*** Opening of Dataset entries ***

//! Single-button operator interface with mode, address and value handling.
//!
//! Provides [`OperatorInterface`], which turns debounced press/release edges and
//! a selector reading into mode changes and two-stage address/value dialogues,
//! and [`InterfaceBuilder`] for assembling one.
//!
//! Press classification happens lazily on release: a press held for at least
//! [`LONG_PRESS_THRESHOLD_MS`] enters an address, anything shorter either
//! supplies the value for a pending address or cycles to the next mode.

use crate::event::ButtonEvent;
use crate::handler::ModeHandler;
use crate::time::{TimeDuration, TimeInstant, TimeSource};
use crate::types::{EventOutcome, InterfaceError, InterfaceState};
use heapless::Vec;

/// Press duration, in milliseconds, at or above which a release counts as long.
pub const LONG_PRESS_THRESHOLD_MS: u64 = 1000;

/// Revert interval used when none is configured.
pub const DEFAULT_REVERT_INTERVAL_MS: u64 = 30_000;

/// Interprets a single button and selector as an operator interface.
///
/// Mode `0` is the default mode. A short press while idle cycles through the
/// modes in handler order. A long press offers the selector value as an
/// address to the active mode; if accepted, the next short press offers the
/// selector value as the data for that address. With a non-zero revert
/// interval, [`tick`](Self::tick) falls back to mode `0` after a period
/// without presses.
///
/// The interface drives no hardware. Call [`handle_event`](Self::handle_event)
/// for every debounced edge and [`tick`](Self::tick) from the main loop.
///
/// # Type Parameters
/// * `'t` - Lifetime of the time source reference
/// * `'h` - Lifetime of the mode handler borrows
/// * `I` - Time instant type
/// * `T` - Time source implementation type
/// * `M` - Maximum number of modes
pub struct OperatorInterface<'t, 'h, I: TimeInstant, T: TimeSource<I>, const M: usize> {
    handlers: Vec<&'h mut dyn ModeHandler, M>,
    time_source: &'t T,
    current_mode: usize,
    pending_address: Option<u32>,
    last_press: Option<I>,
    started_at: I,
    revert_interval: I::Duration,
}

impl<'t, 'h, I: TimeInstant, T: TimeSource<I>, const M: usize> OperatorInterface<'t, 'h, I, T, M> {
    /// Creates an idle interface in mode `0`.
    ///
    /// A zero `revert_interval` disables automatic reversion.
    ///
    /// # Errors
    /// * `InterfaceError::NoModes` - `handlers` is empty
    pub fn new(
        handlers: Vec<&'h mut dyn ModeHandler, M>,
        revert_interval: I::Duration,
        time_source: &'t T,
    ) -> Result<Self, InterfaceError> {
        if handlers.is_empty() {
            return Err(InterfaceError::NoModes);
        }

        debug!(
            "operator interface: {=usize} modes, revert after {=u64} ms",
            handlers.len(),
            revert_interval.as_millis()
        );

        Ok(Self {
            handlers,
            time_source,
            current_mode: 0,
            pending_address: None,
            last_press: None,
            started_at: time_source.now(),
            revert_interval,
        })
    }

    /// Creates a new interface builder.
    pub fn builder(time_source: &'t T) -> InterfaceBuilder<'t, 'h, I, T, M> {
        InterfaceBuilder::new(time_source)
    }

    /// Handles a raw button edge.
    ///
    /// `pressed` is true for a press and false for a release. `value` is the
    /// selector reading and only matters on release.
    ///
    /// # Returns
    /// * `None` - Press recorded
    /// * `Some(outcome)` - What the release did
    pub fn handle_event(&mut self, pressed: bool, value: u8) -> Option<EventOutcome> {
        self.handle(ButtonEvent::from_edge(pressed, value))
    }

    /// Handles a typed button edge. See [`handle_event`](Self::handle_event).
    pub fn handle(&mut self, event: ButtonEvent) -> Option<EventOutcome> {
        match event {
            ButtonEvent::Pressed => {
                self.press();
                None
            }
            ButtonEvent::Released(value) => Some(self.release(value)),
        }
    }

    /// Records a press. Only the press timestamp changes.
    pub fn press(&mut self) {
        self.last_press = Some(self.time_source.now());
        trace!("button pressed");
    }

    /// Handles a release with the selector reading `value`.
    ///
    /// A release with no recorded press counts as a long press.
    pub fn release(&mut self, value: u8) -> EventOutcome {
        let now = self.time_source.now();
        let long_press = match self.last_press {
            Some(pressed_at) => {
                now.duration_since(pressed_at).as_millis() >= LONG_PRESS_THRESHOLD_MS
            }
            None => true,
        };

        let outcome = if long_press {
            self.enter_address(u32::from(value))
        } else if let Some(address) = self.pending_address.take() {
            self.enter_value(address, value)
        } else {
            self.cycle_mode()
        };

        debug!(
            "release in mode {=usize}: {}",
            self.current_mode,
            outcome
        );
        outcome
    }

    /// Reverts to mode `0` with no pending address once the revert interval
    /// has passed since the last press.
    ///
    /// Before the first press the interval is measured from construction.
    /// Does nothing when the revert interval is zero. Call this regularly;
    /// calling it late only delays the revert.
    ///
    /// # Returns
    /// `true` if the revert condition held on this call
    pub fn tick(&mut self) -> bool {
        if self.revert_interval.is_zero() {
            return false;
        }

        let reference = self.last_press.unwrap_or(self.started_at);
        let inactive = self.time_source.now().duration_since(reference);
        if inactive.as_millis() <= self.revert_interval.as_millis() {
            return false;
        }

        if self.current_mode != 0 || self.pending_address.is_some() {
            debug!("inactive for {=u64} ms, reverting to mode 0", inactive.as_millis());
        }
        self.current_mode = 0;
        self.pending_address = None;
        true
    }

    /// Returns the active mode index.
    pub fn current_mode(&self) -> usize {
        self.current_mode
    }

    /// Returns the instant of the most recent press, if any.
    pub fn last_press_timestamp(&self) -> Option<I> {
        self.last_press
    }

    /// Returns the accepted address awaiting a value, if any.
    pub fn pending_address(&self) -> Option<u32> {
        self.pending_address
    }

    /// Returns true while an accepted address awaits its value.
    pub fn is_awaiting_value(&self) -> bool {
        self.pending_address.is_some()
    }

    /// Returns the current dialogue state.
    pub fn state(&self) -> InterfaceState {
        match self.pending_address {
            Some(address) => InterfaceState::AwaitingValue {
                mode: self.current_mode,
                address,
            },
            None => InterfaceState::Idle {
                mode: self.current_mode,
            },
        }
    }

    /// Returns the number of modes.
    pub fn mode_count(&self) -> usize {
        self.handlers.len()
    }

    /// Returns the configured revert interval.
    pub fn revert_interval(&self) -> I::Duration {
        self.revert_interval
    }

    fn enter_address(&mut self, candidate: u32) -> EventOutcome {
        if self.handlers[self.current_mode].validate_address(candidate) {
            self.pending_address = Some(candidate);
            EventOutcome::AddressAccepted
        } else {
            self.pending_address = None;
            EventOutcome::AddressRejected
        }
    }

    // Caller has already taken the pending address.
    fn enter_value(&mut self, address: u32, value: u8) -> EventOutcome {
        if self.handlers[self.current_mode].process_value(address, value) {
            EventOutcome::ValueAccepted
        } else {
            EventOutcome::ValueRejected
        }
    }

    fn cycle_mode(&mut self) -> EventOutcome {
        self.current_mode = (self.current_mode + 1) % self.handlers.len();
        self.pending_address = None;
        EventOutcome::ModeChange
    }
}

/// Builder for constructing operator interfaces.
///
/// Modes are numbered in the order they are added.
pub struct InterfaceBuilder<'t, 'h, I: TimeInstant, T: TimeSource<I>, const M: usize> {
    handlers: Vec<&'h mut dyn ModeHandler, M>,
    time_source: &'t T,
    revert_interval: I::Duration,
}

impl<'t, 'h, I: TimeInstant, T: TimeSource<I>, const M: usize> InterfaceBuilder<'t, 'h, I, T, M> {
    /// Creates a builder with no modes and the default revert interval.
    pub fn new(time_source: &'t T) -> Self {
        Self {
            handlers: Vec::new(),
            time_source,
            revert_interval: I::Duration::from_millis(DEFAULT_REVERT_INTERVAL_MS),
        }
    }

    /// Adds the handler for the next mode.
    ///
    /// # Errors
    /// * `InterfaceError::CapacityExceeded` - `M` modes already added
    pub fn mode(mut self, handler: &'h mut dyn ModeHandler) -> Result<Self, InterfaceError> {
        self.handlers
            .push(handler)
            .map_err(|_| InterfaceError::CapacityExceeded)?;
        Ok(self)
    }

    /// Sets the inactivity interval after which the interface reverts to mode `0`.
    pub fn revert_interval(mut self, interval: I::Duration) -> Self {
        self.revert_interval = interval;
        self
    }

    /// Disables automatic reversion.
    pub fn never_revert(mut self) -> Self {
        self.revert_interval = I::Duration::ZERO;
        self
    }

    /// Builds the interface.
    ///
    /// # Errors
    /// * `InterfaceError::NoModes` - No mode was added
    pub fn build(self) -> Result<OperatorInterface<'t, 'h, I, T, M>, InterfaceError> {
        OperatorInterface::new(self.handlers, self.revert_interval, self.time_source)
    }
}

*** Close of Dataset entries ***

▶ [Exercise]
Report each line in the data above that holds the word "candidate" by copying it.

▶ [Response to this task]
    fn enter_address(&mut self, candidate: u32) -> EventOutcome {
        if self.handlers[self.current_mode].validate_address(candidate) {
            self.pending_address = Some(candidate);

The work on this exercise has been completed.